• What this task involves: The answer must consist of every line from the data that holds the string "params".

[Excerpted data Boundary: Start]

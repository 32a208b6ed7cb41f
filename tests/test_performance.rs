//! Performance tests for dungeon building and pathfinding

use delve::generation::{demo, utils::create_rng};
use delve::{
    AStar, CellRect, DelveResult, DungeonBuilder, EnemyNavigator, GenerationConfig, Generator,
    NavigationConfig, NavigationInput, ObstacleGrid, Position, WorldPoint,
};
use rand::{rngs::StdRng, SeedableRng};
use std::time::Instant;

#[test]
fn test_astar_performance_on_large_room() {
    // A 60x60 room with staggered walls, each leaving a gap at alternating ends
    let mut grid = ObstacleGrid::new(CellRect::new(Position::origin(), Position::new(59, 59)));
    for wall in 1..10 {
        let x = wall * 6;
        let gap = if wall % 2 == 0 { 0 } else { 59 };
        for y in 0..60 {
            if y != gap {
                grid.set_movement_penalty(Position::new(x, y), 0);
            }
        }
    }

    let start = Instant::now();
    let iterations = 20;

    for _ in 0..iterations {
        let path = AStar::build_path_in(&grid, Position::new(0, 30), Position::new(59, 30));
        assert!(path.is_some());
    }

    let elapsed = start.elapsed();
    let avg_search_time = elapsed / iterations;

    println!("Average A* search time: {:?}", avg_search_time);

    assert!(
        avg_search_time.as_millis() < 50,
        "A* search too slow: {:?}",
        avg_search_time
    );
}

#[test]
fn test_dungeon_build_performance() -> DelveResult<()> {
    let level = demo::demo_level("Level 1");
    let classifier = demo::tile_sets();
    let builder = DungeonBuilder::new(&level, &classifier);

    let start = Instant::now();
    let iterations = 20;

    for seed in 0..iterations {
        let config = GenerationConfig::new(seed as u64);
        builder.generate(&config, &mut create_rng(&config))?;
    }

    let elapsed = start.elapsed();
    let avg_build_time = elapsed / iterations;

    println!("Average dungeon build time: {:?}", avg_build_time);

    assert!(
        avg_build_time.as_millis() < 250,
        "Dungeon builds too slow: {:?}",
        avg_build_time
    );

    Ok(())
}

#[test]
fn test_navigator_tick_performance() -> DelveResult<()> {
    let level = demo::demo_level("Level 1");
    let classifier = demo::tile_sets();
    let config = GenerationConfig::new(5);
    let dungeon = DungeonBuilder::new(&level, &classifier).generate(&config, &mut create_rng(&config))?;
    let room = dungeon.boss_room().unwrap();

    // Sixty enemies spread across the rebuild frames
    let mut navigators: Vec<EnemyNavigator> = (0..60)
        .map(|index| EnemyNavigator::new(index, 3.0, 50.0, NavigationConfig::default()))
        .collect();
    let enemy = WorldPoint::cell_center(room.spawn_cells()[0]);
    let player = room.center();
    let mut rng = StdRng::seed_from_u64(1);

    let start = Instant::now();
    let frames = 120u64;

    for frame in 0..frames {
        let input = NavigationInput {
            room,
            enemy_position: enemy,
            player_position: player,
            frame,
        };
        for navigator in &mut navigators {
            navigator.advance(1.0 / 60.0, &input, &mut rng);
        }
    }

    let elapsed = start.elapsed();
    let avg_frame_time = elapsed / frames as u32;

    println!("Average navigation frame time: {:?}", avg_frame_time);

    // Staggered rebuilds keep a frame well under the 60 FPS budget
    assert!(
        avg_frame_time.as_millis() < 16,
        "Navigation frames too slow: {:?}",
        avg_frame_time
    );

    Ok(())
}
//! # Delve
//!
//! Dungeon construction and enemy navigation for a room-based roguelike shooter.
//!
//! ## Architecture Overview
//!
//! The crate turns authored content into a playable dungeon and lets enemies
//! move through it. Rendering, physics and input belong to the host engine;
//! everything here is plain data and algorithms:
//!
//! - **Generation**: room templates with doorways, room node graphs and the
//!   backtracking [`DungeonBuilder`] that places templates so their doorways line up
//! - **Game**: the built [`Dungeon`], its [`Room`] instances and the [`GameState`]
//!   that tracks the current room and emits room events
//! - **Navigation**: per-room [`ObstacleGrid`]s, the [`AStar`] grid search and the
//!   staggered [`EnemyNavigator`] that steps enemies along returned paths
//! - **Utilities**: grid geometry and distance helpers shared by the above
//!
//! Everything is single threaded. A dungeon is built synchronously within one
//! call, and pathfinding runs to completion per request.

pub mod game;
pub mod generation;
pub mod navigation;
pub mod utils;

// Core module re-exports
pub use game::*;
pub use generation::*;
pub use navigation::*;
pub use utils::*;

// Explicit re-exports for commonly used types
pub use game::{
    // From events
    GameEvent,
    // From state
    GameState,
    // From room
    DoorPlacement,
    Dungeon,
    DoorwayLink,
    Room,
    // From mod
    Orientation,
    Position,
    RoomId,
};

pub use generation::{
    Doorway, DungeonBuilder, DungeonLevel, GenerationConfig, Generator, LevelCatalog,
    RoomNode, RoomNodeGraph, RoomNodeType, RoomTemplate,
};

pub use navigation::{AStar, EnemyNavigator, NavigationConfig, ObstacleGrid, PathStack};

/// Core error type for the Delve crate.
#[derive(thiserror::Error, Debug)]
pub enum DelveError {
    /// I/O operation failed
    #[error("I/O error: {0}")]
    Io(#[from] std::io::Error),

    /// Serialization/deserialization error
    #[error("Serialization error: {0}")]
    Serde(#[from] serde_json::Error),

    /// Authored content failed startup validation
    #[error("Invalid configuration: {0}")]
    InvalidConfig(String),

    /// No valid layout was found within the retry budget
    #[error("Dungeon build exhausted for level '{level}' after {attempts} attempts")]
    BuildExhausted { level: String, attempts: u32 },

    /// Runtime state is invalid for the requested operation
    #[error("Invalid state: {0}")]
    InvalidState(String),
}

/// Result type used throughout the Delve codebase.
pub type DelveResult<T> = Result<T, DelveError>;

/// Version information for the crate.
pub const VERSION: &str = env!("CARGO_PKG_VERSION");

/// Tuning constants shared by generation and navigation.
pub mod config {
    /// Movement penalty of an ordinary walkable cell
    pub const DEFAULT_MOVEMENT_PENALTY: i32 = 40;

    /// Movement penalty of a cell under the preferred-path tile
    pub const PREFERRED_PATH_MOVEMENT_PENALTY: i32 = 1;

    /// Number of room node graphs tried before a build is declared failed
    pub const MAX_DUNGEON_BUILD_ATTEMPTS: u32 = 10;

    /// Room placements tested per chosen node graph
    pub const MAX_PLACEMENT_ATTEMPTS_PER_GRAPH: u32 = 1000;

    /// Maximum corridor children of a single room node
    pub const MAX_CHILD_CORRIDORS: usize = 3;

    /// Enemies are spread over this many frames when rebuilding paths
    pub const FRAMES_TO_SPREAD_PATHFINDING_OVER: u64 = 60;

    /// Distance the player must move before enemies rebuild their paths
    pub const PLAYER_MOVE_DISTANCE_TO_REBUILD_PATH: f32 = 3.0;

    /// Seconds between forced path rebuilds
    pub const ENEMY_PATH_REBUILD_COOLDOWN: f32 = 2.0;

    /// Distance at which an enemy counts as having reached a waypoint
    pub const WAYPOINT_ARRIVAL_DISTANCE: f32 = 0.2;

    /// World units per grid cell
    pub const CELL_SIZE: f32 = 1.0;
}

[Excerpted data Boundary: End]
[Excerpted data Boundary: Start]

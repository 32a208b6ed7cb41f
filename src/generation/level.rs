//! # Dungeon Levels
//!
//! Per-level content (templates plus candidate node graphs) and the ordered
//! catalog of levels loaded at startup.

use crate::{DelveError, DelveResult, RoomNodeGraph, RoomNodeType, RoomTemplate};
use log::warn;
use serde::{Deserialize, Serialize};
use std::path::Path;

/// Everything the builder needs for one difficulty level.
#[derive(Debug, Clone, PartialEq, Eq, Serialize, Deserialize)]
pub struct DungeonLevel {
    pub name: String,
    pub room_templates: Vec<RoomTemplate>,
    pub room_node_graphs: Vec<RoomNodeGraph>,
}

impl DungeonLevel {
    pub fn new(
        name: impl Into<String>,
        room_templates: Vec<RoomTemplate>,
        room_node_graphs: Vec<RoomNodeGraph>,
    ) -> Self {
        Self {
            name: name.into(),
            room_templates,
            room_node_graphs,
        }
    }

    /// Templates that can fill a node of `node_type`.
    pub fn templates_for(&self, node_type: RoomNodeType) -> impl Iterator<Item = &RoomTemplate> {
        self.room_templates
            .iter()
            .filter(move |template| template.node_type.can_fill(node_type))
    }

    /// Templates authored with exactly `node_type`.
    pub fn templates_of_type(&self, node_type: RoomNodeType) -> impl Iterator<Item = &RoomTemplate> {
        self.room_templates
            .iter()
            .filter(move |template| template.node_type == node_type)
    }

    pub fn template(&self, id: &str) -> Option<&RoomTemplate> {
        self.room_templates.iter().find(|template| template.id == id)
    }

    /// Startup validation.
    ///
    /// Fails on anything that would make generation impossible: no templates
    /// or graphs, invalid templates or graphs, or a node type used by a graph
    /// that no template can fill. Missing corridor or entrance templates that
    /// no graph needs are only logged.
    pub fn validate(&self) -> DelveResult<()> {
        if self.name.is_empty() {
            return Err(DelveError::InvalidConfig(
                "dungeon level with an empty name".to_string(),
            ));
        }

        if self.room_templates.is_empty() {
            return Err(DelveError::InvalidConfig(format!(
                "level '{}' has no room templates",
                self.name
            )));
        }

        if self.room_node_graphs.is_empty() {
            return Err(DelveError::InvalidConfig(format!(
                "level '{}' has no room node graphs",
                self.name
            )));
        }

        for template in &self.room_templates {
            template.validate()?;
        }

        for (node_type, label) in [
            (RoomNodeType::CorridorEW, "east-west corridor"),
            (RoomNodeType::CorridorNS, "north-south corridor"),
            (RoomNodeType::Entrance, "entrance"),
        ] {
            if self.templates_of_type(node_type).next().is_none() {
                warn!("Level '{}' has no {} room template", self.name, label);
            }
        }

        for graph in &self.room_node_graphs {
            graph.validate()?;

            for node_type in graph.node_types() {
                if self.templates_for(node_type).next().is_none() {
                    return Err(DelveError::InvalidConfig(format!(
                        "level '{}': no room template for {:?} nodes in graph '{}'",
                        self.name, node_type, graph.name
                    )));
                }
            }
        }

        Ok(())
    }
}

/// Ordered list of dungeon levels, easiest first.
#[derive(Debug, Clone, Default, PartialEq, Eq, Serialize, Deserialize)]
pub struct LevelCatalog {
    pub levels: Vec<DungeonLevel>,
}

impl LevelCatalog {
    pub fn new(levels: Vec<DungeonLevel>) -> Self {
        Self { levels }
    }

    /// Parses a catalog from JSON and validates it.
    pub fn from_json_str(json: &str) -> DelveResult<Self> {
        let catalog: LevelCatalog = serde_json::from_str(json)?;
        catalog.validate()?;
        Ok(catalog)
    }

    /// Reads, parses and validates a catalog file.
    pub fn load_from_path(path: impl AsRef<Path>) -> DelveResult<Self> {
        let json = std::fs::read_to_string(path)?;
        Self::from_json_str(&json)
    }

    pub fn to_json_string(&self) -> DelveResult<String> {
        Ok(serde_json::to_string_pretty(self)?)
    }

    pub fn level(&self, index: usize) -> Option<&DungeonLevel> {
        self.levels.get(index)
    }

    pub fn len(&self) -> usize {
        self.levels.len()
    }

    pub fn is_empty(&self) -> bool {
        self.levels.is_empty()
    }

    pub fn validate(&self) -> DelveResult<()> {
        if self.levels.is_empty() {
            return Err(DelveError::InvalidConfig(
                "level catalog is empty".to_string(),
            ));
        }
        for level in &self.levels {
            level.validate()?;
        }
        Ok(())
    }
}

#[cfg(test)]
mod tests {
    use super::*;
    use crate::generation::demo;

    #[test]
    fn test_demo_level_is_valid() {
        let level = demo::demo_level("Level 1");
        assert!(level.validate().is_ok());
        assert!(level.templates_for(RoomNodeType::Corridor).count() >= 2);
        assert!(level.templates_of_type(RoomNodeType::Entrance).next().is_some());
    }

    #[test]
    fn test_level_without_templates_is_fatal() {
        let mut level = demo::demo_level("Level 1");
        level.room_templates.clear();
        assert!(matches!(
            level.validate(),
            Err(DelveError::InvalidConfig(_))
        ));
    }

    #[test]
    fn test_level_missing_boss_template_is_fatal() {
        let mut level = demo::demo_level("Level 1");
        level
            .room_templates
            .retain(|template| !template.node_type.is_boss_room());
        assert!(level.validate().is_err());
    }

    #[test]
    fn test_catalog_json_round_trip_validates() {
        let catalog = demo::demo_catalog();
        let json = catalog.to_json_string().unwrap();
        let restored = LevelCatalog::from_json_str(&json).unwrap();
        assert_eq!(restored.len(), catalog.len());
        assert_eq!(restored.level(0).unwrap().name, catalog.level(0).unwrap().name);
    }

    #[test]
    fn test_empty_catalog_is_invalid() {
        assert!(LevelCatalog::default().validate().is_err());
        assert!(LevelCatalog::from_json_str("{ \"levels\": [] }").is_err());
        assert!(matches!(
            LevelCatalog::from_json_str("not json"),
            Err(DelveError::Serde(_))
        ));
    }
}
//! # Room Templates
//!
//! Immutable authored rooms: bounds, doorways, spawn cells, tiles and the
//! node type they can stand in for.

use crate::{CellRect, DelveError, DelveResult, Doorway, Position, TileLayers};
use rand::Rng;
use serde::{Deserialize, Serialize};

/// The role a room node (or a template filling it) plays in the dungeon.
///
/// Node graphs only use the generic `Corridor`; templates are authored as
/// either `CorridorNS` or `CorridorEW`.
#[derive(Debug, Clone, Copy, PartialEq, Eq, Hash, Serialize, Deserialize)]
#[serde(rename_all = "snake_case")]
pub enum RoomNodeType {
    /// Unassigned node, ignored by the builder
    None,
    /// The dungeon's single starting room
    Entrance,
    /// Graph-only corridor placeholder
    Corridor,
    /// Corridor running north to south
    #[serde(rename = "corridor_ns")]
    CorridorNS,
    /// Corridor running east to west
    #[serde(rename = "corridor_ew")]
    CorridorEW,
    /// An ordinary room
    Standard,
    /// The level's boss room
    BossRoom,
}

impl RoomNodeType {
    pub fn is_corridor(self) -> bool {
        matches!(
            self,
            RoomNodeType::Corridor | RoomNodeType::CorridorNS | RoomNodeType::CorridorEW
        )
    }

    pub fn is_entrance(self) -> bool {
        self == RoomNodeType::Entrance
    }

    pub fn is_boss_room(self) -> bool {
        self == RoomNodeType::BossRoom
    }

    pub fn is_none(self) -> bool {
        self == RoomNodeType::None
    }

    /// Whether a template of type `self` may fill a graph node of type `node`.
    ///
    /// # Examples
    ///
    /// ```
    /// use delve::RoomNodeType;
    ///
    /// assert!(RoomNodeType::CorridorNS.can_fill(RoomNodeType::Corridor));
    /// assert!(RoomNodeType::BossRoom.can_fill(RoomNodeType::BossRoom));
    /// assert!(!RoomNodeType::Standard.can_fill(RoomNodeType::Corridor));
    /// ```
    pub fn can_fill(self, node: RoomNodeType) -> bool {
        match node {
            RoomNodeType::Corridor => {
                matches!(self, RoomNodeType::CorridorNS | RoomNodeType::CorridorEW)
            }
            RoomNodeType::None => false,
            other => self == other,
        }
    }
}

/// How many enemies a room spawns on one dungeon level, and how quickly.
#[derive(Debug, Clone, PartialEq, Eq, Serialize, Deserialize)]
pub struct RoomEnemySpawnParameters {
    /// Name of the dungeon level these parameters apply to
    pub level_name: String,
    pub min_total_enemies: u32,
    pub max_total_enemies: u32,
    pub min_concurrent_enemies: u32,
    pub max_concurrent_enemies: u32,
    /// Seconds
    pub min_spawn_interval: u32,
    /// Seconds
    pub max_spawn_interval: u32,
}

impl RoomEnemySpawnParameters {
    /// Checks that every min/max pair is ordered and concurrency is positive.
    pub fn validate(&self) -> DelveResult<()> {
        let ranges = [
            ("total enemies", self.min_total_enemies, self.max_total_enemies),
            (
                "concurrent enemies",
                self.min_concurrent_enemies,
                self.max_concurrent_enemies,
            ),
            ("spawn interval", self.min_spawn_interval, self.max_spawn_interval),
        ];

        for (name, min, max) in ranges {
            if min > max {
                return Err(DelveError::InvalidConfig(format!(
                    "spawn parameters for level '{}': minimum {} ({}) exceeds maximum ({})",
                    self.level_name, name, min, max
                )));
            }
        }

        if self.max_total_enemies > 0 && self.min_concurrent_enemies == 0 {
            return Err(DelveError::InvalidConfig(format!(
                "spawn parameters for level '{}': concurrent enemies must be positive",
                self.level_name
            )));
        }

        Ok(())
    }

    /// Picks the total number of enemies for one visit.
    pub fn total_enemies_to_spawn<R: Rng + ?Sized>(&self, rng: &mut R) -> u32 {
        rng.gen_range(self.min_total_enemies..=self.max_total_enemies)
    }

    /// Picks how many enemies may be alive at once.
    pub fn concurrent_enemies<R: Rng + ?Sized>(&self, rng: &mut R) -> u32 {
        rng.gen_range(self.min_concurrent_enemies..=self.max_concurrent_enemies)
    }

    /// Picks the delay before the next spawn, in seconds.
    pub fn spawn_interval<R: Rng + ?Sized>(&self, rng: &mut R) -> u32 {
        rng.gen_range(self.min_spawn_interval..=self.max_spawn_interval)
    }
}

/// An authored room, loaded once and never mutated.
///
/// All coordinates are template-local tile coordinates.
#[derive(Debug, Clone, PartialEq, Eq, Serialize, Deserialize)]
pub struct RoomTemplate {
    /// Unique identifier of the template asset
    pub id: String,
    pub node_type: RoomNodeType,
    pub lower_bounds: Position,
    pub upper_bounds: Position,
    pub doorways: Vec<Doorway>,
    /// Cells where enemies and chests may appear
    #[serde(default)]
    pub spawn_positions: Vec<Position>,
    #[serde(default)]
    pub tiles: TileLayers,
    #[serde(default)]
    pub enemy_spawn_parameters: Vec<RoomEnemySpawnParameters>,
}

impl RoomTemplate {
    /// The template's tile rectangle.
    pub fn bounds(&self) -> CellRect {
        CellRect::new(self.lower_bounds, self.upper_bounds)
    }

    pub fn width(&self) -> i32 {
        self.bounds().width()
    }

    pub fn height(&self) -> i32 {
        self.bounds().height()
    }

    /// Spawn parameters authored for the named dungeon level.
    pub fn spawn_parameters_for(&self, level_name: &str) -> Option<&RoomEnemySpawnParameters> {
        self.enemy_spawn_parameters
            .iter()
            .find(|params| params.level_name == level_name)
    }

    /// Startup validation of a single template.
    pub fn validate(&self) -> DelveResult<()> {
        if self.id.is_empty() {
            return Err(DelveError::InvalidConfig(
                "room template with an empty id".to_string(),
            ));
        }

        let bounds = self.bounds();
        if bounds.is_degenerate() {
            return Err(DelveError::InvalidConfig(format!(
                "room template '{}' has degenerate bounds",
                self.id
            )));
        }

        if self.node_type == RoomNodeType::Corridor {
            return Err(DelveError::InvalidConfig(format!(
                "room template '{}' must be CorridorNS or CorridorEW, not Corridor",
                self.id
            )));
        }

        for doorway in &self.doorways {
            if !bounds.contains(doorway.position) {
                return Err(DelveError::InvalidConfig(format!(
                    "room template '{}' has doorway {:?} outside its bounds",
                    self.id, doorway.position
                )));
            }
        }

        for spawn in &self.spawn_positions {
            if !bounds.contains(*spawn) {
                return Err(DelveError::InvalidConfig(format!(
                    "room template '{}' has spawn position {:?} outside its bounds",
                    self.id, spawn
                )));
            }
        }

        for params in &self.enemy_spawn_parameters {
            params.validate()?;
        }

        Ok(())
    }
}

[Excerpted data Boundary: End]
[Excerpted data Boundary: Start]

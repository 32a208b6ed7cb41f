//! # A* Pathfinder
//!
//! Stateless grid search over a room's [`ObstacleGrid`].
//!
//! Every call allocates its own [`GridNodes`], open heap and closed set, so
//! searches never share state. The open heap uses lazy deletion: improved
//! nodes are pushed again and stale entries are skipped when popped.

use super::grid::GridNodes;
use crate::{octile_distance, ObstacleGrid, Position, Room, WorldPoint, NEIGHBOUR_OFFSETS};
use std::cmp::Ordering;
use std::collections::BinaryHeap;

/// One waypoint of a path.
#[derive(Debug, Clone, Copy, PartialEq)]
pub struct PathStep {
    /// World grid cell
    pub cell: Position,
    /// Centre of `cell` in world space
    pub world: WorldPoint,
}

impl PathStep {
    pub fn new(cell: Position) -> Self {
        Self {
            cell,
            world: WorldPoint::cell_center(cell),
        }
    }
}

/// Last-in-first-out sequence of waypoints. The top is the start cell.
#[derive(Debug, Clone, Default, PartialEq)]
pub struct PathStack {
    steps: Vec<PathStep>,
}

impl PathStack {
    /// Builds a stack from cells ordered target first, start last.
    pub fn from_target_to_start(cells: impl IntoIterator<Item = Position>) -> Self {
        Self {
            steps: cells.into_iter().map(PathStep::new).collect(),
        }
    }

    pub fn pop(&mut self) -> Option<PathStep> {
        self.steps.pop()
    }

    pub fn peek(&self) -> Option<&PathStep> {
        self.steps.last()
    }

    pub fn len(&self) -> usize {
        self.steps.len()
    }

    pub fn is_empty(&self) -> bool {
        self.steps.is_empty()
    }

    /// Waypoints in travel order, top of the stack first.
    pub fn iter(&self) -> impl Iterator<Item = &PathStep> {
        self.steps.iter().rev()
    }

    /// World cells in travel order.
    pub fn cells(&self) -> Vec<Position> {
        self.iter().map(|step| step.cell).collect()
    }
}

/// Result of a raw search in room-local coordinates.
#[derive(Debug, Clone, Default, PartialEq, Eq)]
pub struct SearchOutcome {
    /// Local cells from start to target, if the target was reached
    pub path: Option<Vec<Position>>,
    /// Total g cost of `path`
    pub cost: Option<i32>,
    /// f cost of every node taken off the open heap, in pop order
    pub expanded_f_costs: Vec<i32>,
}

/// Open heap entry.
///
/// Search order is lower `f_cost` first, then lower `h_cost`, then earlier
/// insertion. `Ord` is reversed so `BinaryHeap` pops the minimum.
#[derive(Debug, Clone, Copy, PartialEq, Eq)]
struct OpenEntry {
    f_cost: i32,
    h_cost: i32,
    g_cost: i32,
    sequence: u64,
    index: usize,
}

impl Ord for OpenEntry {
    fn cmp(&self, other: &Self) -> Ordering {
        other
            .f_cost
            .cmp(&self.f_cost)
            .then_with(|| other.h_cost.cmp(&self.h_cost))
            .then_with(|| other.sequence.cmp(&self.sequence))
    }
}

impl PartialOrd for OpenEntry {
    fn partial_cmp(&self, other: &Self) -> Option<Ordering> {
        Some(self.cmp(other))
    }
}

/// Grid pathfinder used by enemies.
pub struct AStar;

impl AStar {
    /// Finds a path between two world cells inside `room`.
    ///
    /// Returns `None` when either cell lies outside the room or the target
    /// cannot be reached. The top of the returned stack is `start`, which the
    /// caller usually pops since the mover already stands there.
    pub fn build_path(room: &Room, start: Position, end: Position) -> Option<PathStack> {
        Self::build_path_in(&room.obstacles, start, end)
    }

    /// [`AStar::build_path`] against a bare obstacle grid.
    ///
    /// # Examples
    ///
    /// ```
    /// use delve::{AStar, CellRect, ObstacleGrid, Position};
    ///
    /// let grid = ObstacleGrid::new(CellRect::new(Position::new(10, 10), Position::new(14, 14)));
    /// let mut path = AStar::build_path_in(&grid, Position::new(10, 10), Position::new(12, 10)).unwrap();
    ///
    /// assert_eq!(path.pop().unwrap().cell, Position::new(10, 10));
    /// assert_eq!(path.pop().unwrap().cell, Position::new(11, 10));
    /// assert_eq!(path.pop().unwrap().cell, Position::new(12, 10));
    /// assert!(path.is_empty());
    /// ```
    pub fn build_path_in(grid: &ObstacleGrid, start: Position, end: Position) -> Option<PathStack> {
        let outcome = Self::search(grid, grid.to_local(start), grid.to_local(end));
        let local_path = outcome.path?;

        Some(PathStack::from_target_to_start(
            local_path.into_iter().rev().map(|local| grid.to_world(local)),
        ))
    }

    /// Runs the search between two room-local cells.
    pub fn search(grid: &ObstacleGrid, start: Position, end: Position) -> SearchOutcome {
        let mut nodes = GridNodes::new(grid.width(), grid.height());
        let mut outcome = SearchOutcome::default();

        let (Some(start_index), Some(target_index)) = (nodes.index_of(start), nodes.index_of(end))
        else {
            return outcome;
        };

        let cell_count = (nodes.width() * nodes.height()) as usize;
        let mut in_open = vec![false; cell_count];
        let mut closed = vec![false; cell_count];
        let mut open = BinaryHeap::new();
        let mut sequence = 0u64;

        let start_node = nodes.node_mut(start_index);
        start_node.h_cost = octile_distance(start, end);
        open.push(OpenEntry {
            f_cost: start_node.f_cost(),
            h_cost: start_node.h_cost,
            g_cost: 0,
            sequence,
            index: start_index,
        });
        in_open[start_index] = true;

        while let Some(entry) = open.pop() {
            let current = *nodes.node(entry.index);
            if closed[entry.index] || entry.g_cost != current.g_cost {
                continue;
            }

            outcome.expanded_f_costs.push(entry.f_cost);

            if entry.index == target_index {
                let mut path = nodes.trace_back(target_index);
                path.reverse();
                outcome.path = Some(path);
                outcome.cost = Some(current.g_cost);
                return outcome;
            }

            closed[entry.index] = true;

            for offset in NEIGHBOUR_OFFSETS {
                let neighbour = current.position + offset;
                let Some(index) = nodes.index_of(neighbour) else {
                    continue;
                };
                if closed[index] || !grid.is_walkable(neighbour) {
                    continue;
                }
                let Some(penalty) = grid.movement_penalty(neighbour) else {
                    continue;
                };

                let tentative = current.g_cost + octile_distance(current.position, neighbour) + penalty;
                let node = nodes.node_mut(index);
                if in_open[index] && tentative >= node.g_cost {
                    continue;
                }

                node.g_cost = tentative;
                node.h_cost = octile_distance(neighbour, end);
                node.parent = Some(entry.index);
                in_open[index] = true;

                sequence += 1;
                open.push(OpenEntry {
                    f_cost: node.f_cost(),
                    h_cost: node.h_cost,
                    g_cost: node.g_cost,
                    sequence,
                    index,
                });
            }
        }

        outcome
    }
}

[Excerpted data Boundary: End]

• Exercise result:
            .find(|params| params.level_name == level_name)
        for params in &self.enemy_spawn_parameters {
            params.validate()?;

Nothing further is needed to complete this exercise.